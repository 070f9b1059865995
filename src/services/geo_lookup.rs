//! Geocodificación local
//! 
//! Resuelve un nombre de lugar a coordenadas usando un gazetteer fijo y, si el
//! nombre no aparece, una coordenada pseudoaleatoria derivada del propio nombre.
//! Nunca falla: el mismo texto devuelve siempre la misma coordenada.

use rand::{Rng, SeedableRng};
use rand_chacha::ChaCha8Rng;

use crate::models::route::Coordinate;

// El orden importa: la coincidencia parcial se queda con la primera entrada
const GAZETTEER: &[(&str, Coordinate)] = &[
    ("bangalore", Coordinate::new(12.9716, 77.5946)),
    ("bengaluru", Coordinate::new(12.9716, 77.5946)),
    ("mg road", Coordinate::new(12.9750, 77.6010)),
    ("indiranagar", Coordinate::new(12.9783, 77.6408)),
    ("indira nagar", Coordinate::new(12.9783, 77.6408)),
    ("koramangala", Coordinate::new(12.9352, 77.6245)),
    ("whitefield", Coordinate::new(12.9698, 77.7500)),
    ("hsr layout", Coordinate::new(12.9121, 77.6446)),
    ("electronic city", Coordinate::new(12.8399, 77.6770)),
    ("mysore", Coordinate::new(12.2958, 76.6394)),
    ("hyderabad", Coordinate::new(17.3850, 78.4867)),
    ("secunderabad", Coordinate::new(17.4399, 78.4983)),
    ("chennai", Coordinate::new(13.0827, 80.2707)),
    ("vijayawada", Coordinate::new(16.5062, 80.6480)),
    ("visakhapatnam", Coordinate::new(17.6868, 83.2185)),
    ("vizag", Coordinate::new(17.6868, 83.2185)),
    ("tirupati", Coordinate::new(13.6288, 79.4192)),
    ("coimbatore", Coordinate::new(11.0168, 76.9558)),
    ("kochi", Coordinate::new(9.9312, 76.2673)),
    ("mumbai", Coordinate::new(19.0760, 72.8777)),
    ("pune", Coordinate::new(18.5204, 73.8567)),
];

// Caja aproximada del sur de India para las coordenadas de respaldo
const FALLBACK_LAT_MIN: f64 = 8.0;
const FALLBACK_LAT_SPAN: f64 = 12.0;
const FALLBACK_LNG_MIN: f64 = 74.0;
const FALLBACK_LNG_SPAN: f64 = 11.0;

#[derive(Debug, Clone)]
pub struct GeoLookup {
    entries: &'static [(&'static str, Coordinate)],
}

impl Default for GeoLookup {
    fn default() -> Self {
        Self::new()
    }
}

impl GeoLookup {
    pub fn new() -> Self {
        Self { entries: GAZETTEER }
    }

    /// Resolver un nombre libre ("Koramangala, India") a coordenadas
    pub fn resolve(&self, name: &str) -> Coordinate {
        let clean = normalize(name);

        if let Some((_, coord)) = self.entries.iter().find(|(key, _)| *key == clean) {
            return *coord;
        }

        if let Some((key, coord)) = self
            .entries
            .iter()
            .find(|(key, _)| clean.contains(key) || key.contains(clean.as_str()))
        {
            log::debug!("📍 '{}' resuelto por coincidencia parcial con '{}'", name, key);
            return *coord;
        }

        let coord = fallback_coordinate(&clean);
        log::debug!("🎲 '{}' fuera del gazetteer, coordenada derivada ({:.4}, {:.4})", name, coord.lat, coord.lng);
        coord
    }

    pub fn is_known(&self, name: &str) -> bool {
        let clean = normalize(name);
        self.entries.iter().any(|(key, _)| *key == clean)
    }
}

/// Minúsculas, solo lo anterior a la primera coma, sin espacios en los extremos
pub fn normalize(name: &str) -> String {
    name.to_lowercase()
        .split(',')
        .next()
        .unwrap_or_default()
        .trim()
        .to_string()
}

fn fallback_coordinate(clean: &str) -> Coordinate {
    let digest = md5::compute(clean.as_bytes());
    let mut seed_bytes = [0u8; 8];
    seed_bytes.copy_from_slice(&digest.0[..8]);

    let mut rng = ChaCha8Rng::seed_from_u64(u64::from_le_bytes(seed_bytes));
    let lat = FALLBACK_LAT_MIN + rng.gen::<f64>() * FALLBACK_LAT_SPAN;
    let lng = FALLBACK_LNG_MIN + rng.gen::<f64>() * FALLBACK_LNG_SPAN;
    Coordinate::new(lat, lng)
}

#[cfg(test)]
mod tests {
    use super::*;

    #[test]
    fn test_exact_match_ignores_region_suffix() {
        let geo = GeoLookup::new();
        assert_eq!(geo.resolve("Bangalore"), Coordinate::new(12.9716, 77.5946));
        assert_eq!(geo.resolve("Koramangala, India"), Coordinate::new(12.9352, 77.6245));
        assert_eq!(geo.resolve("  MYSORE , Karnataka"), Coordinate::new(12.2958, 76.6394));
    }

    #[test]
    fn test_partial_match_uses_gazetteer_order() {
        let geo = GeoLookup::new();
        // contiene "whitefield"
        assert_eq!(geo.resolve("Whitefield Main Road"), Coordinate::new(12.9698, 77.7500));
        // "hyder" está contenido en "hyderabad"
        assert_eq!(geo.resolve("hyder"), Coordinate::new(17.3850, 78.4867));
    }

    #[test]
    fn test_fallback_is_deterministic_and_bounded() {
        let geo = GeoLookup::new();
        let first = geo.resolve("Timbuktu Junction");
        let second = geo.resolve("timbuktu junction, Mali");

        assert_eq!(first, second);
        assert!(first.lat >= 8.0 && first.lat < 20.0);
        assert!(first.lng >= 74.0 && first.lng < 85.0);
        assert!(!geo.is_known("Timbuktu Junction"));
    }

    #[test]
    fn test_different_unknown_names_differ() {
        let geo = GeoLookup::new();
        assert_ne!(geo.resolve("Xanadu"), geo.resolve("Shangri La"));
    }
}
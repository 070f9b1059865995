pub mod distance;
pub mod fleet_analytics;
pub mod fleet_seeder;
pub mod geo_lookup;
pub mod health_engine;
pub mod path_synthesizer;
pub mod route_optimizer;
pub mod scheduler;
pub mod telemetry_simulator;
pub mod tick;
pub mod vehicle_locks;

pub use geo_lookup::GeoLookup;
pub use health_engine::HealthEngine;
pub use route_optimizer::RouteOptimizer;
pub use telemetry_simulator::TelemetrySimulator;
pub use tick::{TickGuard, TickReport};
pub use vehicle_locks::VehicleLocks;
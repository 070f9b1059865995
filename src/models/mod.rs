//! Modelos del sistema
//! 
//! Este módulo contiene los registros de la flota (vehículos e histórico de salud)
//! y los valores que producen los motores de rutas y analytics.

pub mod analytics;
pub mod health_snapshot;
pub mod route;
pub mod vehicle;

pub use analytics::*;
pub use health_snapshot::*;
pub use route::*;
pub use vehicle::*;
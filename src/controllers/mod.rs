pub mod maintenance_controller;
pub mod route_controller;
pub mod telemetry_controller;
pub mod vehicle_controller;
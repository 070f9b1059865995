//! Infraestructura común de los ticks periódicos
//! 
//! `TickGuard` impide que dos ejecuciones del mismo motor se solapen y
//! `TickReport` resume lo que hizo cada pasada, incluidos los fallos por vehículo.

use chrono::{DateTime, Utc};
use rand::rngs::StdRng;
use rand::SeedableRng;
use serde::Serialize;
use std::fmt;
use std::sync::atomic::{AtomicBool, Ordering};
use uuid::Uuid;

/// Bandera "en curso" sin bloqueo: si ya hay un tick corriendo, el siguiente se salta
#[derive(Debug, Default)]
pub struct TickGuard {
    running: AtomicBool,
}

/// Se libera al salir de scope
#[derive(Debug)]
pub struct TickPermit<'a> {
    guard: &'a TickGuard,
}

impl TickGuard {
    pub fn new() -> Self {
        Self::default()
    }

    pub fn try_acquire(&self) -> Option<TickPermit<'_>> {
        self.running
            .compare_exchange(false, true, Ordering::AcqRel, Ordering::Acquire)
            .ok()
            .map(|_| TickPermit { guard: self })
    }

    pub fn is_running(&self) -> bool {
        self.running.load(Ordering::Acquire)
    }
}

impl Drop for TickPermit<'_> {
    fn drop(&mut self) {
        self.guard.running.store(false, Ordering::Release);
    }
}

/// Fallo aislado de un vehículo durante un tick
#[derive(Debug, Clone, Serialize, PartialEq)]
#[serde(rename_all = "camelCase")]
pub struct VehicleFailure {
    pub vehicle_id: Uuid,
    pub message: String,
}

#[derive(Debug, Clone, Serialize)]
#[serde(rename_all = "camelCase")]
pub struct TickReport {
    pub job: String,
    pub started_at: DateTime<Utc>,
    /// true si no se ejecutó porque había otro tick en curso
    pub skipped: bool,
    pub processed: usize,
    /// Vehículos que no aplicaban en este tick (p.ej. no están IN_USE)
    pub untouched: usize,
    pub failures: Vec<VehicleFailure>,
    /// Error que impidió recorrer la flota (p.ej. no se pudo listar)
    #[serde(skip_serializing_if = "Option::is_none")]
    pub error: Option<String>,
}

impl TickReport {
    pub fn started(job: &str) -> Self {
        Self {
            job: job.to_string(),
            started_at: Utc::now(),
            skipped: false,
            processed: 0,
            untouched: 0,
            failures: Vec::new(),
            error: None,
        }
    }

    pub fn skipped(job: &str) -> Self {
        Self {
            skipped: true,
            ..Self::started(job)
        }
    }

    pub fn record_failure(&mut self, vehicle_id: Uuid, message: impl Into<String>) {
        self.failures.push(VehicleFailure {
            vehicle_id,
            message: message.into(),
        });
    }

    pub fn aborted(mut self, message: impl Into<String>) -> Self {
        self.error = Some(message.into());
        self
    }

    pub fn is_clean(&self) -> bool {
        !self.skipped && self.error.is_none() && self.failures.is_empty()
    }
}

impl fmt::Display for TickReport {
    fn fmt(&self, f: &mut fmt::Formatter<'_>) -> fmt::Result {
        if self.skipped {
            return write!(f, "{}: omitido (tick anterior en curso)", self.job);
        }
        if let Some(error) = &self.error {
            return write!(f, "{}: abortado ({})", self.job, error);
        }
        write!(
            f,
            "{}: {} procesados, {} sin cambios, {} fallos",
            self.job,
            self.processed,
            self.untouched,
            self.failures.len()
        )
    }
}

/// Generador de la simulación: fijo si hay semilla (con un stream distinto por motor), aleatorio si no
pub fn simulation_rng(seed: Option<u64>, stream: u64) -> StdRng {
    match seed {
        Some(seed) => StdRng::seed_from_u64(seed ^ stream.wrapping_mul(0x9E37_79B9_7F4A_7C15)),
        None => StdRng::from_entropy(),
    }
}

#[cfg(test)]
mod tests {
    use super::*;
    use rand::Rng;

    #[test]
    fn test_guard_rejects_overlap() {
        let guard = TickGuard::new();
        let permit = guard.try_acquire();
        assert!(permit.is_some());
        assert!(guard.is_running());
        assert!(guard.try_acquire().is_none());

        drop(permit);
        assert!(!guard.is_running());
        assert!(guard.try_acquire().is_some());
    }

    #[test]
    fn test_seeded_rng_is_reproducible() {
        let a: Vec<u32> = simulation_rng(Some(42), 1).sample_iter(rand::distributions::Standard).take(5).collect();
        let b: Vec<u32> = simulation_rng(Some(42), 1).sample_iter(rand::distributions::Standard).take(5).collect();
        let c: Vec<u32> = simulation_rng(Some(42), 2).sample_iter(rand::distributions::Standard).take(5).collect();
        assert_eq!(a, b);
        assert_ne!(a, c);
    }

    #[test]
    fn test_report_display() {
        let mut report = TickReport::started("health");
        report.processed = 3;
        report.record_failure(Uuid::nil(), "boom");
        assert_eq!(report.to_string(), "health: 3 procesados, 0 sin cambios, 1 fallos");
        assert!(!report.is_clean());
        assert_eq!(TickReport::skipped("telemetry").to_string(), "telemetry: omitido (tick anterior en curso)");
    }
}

---------------

Prompt:
Which lines hold the string "write"? Copy all of them from the data above.

Solution to this exercise:
            return write!(f, "{}: omitido (tick anterior en curso)", self.job);
            return write!(f, "{}: abortado ({})", self.job, error);
        write!(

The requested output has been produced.